Not the same as turning but I've measured some chips created when milling with my new Arc face mills. In all cases the cutter was running at 900rpm and the feedrate was 430mm/min. With 5 inserts that gives a chip load of 0.096mm.

For aluminium (6082) I used a depth of cut of 5mm. The resultant chip measures 5.00mm wide and 0.35mm thick. It's interesting to note that the chip is tapered at one end. That implies that the chip gets thicker as the cut gets going and conditions stabilise.

For steel (hot rolled) I used a depth of cut of 4.5mm. The resultant chip measures 4.55mm wide and 0.19mm thick. The chip is also tapered at one end.

Andrew

Can you explain that please.

Andrew

This morning I did a grocery shop and delivery run for my mum.

This afternoon I made a new tie rod for the feed motor on the horizontal mill. Fortunately I had a 3/16" BSF die to hand. This evening I reassembled the motor and gearbox. Fixing the motor fan may have cured the problem, although the feed seems a bit noiser than I remember. We'll find out tomorrow when I recommence machining the cylinder. Out of interest here's a picture of the internals of the feed gearbox:

Seems logical; horizontal input shaft at the top and two sets of three gears to drive the lower shaft which then drives the vertical shaft via skew gears. That seems a bit odd as the drive must be transfered to the swivel point of the table to drive the leadscrew. It's many years since I've had the table off the mill so I can't remember the details.

Andrew

Not sure I agree with that. For ductile materials at least, like low carbon steel, I think the chips are thicker than the feedrate might suggest and about the same width as the depth of cut.

Andrew

It was raining when I got up, equals double yippee. One, because the garden really, really needs it and two, because I can play in the workshop.

I decided to true up the second cylinder block. Having machined two surfaces square I started machining one of the faces perpendicular to the bores, with the casting slightly twisted to get the best alignment. I will true up the reference surface afterwards as there is still a lot of metal to remove from it. I was just starting the cuts with the second iteration of the twist when the power feed starting making intermittent noises. The immediate reaction was to ignore it. But if I do it'll only get worse, and there are no spares if something breaks. So I top up the gearbox from the motor to the feed gearbox - not much change. So next I fill up the feed gearbox, which due to poor design means I have to swivel the table (and lose my setup) to get to the filler. Do that and still not much change. The noise definitely sounds as if it is coming from the motor/gearbox. So take off the motor and gearbox combination:

A big gear on the feed gearbox input can just be seen to the left of the two levers that select the feedrate. It's a really messy job. Not only is the gearbox stripped, so was I as I don't want to get oil all over my decent shirt. On looking more closely I notice that the motor fan is loose as the bolt has unscrewed. The fan cover is removed and the fan is fixed. I ran the motor in this configuration and it "seemed" better. But annoyingly I damaged one of the rods holding the motor together. By the way the feed motor is 1hp.

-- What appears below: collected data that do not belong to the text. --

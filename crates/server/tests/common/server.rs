//! Server test utilities.

use super::fixtures::HololibFixture;
use super::mocks::{CountingHolotree, RecordingPuller};
use axum::body::Body;
use axum::http::{Request, StatusCode};
use holopeer_core::RANDOM_IDENTITY_HEADER;
use holopeer_core::config::AppConfig;
use holopeer_holotree::{Holotree, Hololib};
use holopeer_server::workers::Puller;
use holopeer_server::{AppState, PeerIdentity, Workers, create_router};
use std::sync::Arc;
use tokio::sync::mpsc;
use tower::ServiceExt;

/// A router over a temporary hololib, with a recording puller.
/// Note: #[allow(dead_code)] because each test file compiles common/ separately.
#[allow(dead_code)]
pub struct TestServer {
    pub router: axum::Router,
    pub state: AppState,
    pub holotree: Arc<CountingHolotree>,
    pub pulls: mpsc::UnboundedReceiver<String>,
    pub workers: Workers,
    pub fixture: HololibFixture,
}

#[allow(dead_code)]
impl TestServer {
    pub async fn new() -> Self {
        Self::with_config(|_| {}).await
    }

    /// Create a test server with custom config modifications.
    pub async fn with_config<F>(modifier: F) -> Self
    where
        F: FnOnce(&mut AppConfig),
    {
        let fixture = HololibFixture::new();
        let mut config = AppConfig::for_testing(fixture.temp_path());
        modifier(&mut config);

        let inner: Arc<dyn Holotree> = Arc::new(Hololib::open(fixture.root.clone()));
        let holotree = Arc::new(CountingHolotree::new(inner));
        let (puller, pulls) = RecordingPuller::new();
        let puller: Arc<dyn Puller> = Arc::new(puller);

        let identity = PeerIdentity::new("test-installation");
        let (state, workers) = AppState::start(
            config,
            holotree.clone() as Arc<dyn Holotree>,
            identity,
            Some(puller),
        );
        let router = create_router(state.clone());

        Self {
            router,
            state,
            holotree,
            pulls,
            workers,
            fixture,
        }
    }

    /// Send a request and collect the whole response body.
    pub async fn send(&self, request: Request<Body>) -> (StatusCode, axum::http::HeaderMap, Vec<u8>) {
        let response = self.router.clone().oneshot(request).await.unwrap();
        let status = response.status();
        let headers = response.headers().clone();
        let body = axum::body::to_bytes(response.into_body(), usize::MAX)
            .await
            .unwrap();
        (status, headers, body.to_vec())
    }

    pub async fn get(&self, uri: &str) -> (StatusCode, Vec<u8>) {
        let request = Request::builder().uri(uri).body(Body::empty()).unwrap();
        let (status, _, body) = self.send(request).await;
        (status, body)
    }

    pub async fn post(&self, uri: &str, body: impl Into<Body>) -> (StatusCode, Vec<u8>) {
        let request = Request::builder()
            .method("POST")
            .uri(uri)
            .body(body.into())
            .unwrap();
        let (status, _, body) = self.send(request).await;
        (status, body)
    }

    /// A request carrying this server's own random identity.
    pub fn self_request(&self, method: &str, uri: &str) -> Request<Body> {
        Request::builder()
            .method(method)
            .uri(uri)
            .header(RANDOM_IDENTITY_HEADER, self.state.identity.random.as_str())
            .body(Body::empty())
            .unwrap()
    }
}
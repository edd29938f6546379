//! Startup and shutdown.
//!
//! Startup clears stale holdfiles, opens the hololib, resolves identities,
//! starts the workers and binds the listener. Shutdown stops accepting
//! connections, lets in-flight requests finish within the grace period,
//! closes the worker queues, waits for the workers and clears holdfiles
//! again.

use crate::identity::{PeerIdentity, load_or_create_installation_id};
use crate::routes::create_router;
use crate::state::{AppState, Workers};
use crate::upstream::UpstreamClient;
use crate::workers::Puller;
use anyhow::{Context, Result};
use holopeer_core::config::AppConfig;
use std::future::IntoFuture;
use std::net::SocketAddr;
use std::path::Path;
use std::sync::Arc;
use tokio::net::TcpListener;
use tokio_util::sync::CancellationToken;
use tracing::{debug, info, warn};

/// Extension of transient holdfiles.
pub const HOLD_EXTENSION: &str = "hld";

/// Create `dir` if needed and delete every `*.hld` file directly inside it.
/// Returns the number of files removed.
pub async fn clean_hold_dir(dir: &Path) -> std::io::Result<usize> {
    tokio::fs::create_dir_all(dir).await?;
    let mut removed = 0;
    let mut entries = tokio::fs::read_dir(dir).await?;
    while let Some(entry) = entries.next_entry().await? {
        let path = entry.path();
        let is_hold = path
            .extension()
            .is_some_and(|extension| extension == HOLD_EXTENSION);
        if !is_hold || !entry.file_type().await?.is_file() {
            continue;
        }
        match tokio::fs::remove_file(&path).await {
            Ok(()) => {
                removed += 1;
                debug!(path = %path.display(), "holdfile removed");
            }
            Err(err) => warn!(path = %path.display(), error = %err, "could not remove holdfile"),
        }
    }
    Ok(removed)
}

/// Everything needed before the listener starts.
pub async fn prepare(config: AppConfig) -> Result<(AppState, Workers)> {
    config.validate().context("invalid configuration")?;

    let hold_dir = config.storage.hold_dir();
    let removed = clean_hold_dir(&hold_dir)
        .await
        .with_context(|| format!("failed to prepare hold directory {}", hold_dir.display()))?;
    info!(hold_dir = %hold_dir.display(), removed, "hold directory ready");

    tokio::fs::create_dir_all(&config.storage.scratch_dir)
        .await
        .with_context(|| {
            format!(
                "failed to create scratch directory {}",
                config.storage.scratch_dir.display()
            )
        })?;

    let holotree = holopeer_holotree::from_config(&config.holotree)
        .await
        .context("failed to open hololib")?;
    info!(hololib = %config.holotree.hololib.display(), "hololib opened");

    let installation = load_or_create_installation_id(&config)
        .await
        .context("failed to resolve installation identity")?;
    let identity = PeerIdentity::new(installation);

    let puller: Option<Arc<dyn Puller>> = match config.upstream.resolved_origin() {
        Some(origin) => {
            let client = UpstreamClient::new(
                &origin,
                holotree.clone(),
                config.storage.scratch_dir.clone(),
                &identity,
                config.upstream.timeout(),
            )
            .context("failed to create upstream client")?;
            info!(origin = %origin, "upstream origin configured");
            Some(Arc::new(client))
        }
        None => {
            info!("no upstream origin configured, refresh requests will only be logged");
            None
        }
    };

    Ok(AppState::start(config, holotree, identity, puller))
}

/// Serve until `shutdown` is cancelled, then drain and stop the workers.
pub async fn serve(
    listener: TcpListener,
    state: AppState,
    workers: Workers,
    shutdown: CancellationToken,
) -> Result<()> {
    let grace = state.config.server.shutdown_grace();
    let hold_dir = state.config.storage.hold_dir();
    let app = create_router(state);

    let signal = shutdown.clone();
    let server = axum::serve(listener, app)
        .with_graceful_shutdown(async move {
            signal.cancelled().await;
            info!("shutdown requested, draining connections");
        })
        .into_future();

    let deadline = async {
        shutdown.cancelled().await;
        tokio::time::sleep(grace).await;
    };
    tokio::select! {
        result = server => result.context("server error")?,
        _ = deadline => warn!(grace_secs = grace.as_secs(), "grace period elapsed, closing remaining connections"),
    }

    workers.join(grace).await;
    let removed = clean_hold_dir(&hold_dir)
        .await
        .with_context(|| format!("failed to clean hold directory {}", hold_dir.display()))?;
    info!(removed, "peer stopped");
    Ok(())
}

/// Prepare, bind and serve until `shutdown` is cancelled.
pub async fn run(config: AppConfig, shutdown: CancellationToken) -> Result<()> {
    let addr: SocketAddr = config.server.bind.parse().context("invalid bind address")?;
    let (state, workers) = prepare(config).await?;

    let listener = TcpListener::bind(addr)
        .await
        .with_context(|| format!("failed to bind to {addr}"))?;
    info!("Listening on {}", addr);

    serve(listener, state, workers, shutdown).await
}

/// Cancel `token` on SIGINT, SIGHUP or SIGTERM.
#[cfg(unix)]
pub fn spawn_signal_listener(token: CancellationToken) -> Result<tokio::task::JoinHandle<()>> {
    use tokio::signal::unix::{SignalKind, signal};

    let mut sigint = signal(SignalKind::interrupt()).context("failed to register SIGINT")?;
    let mut sighup = signal(SignalKind::hangup()).context("failed to register SIGHUP")?;
    let mut sigterm = signal(SignalKind::terminate()).context("failed to register SIGTERM")?;
    Ok(tokio::spawn(async move {
        let name = tokio::select! {
            _ = sigint.recv() => "SIGINT",
            _ = sighup.recv() => "SIGHUP",
            _ = sigterm.recv() => "SIGTERM",
            _ = token.cancelled() => return,
        };
        info!(signal = name, "signal received");
        token.cancel();
    }))
}

/// Cancel `token` on Ctrl-C.
#[cfg(not(unix))]
pub fn spawn_signal_listener(token: CancellationToken) -> Result<tokio::task::JoinHandle<()>> {
    Ok(tokio::spawn(async move {
        tokio::select! {
            result = tokio::signal::ctrl_c() => {
                if let Err(err) = result {
                    warn!(error = %err, "failed to listen for Ctrl-C");
                    return;
                }
            }
            _ = token.cancelled() => return,
        }
        info!(signal = "ctrl-c", "signal received");
        token.cancel();
    }))
}
//! Application state shared across handlers.

use crate::delta::DeltaBuilder;
use crate::identity::PeerIdentity;
use crate::workers::{PartsHandle, PullHandle, Puller, spawn_parts_provider, spawn_pull_worker};
use holopeer_core::config::AppConfig;
use holopeer_holotree::Holotree;
use std::sync::Arc;
use std::time::Duration;
use tokio::task::JoinHandle;
use tracing::warn;

/// Background worker tasks.
///
/// Workers exit once every clone of the `AppState` that feeds them is gone.
pub struct Workers {
    pub parts: JoinHandle<()>,
    pub pulls: JoinHandle<()>,
}

impl Workers {
    /// Wait for both workers, aborting whatever is still running after
    /// `limit`.
    pub async fn join(self, limit: Duration) {
        let Workers { mut parts, mut pulls } = self;
        let joined = tokio::time::timeout(limit, async {
            let _ = (&mut parts).await;
            let _ = (&mut pulls).await;
        })
        .await;
        if joined.is_err() {
            warn!(limit_secs = limit.as_secs(), "workers still busy, aborting them");
            parts.abort();
            pulls.abort();
        }
    }
}

/// Shared application state.
#[derive(Clone)]
pub struct AppState {
    /// Application configuration.
    pub config: Arc<AppConfig>,
    /// Local holotree library.
    pub holotree: Arc<dyn Holotree>,
    /// Identities of this peer.
    pub identity: Arc<PeerIdentity>,
    /// Parts provider queue.
    pub parts: PartsHandle,
    /// Pull worker queue.
    pub pulls: PullHandle,
    /// Delta archive builder.
    pub delta: Arc<DeltaBuilder>,
}

impl AppState {
    /// Start the workers and assemble the state that feeds them.
    ///
    /// Must be called inside a tokio runtime.
    pub fn start(
        config: AppConfig,
        holotree: Arc<dyn Holotree>,
        identity: PeerIdentity,
        puller: Option<Arc<dyn Puller>>,
    ) -> (Self, Workers) {
        let (parts, parts_task) = spawn_parts_provider(
            holotree.clone(),
            config.cache.parts_queue_capacity,
            config.cache.parts_capacity,
            config.cache.revalidate_on_lookup,
        );
        let (pulls, pulls_task) = spawn_pull_worker(puller, config.cache.pull_queue_capacity);
        let delta = DeltaBuilder::new(
            holotree.clone(),
            config.storage.scratch_dir.clone(),
            config.delta.order_sensitive_identity,
        );

        let state = Self {
            config: Arc::new(config),
            holotree,
            identity: Arc::new(identity),
            parts,
            pulls,
            delta: Arc::new(delta),
        };
        let workers = Workers {
            parts: parts_task,
            pulls: pulls_task,
        };
        (state, workers)
    }
}
//! Cryptographic hash types and utilities.

use sha2::{Digest, Sha256};
use std::fmt;

/// A SHA-256 content hash represented as 32 bytes.
#[derive(Clone, Copy, PartialEq, Eq, Hash)]
pub struct ContentHash([u8; 32]);

impl ContentHash {
    /// Compute SHA-256 hash of data.
    pub fn compute(data: &[u8]) -> Self {
        let mut hasher = Sha256::new();
        hasher.update(data);
        Self(hasher.finalize().into())
    }

    /// Identity of a list of names: the hash of the names joined by newlines.
    pub fn of_lines<S: AsRef<str>>(lines: &[S]) -> Self {
        let mut hasher = Self::hasher();
        for (at, line) in lines.iter().enumerate() {
            if at > 0 {
                hasher.update(b"\n");
            }
            hasher.update(line.as_ref().as_bytes());
        }
        hasher.finalize()
    }

    /// Create an incremental hasher.
    pub fn hasher() -> ContentHasher {
        ContentHasher(Sha256::new())
    }

    /// Encode as lowercase hex string.
    pub fn to_hex(&self) -> String {
        self.0.iter().map(|b| format!("{b:02x}")).collect()
    }
}

impl fmt::Debug for ContentHash {
    fn fmt(&self, f: &mut fmt::Formatter<'_>) -> fmt::Result {
        write!(f, "ContentHash({})", &self.to_hex()[..16])
    }
}

/// Incremental SHA-256 hasher.
pub struct ContentHasher(Sha256);

impl ContentHasher {
    /// Update the hasher with data.
    pub fn update(&mut self, data: &[u8]) {
        self.0.update(data);
    }

    /// Finalize and return the hash.
    pub fn finalize(self) -> ContentHash {
        ContentHash(self.0.finalize().into())
    }
}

The next tasks are to make a new rod, re-assemble the motor, refit the motor and gearbox and try it out. Then I might be able to get back to what I was doing.

At least the weather is going to be poor over the next few days. Which makes me glad I flew the big glider yesterday for a few hours of local soaring. It all went rather well given I haven't flown this glider for nine months. And I didn't make any boo-boos, which is a bonus.

Andrew

This is the threading/feed plate from my M300:

The gear train seems to be slightly different, although the last two gears also need to be reversed to get the coarser threads and feeds. The note bottom left clearly states facing is half sliding. Looking at the exploded diagram of the apron in the manual there is a 5 tooth low helix skew gear which might be involved in the feeds. That would be expensive to make. That could explain why import lathes use simpler alternatives, but leading to a higher ratio.

Some other points to make are:

In light of a recent thread on an odd 7mm and 1.1mm pitch thread it's interesting to note that 1.1mm pitch is listed.

In the manual the chart is extended to allow cutting DP and Mod worms using a 56 tooth gear in the drive train rather than 44 tooth.

My lathe is definitely power limited. With a decent cut I can hear the motor slowing as the cut comes on. I've pushed it far enough to stall the motor more than once. Calculations showed that I was trying to remove about 3 cubic inches of steel per minute. So the old rule of thumb is about right.

Andrew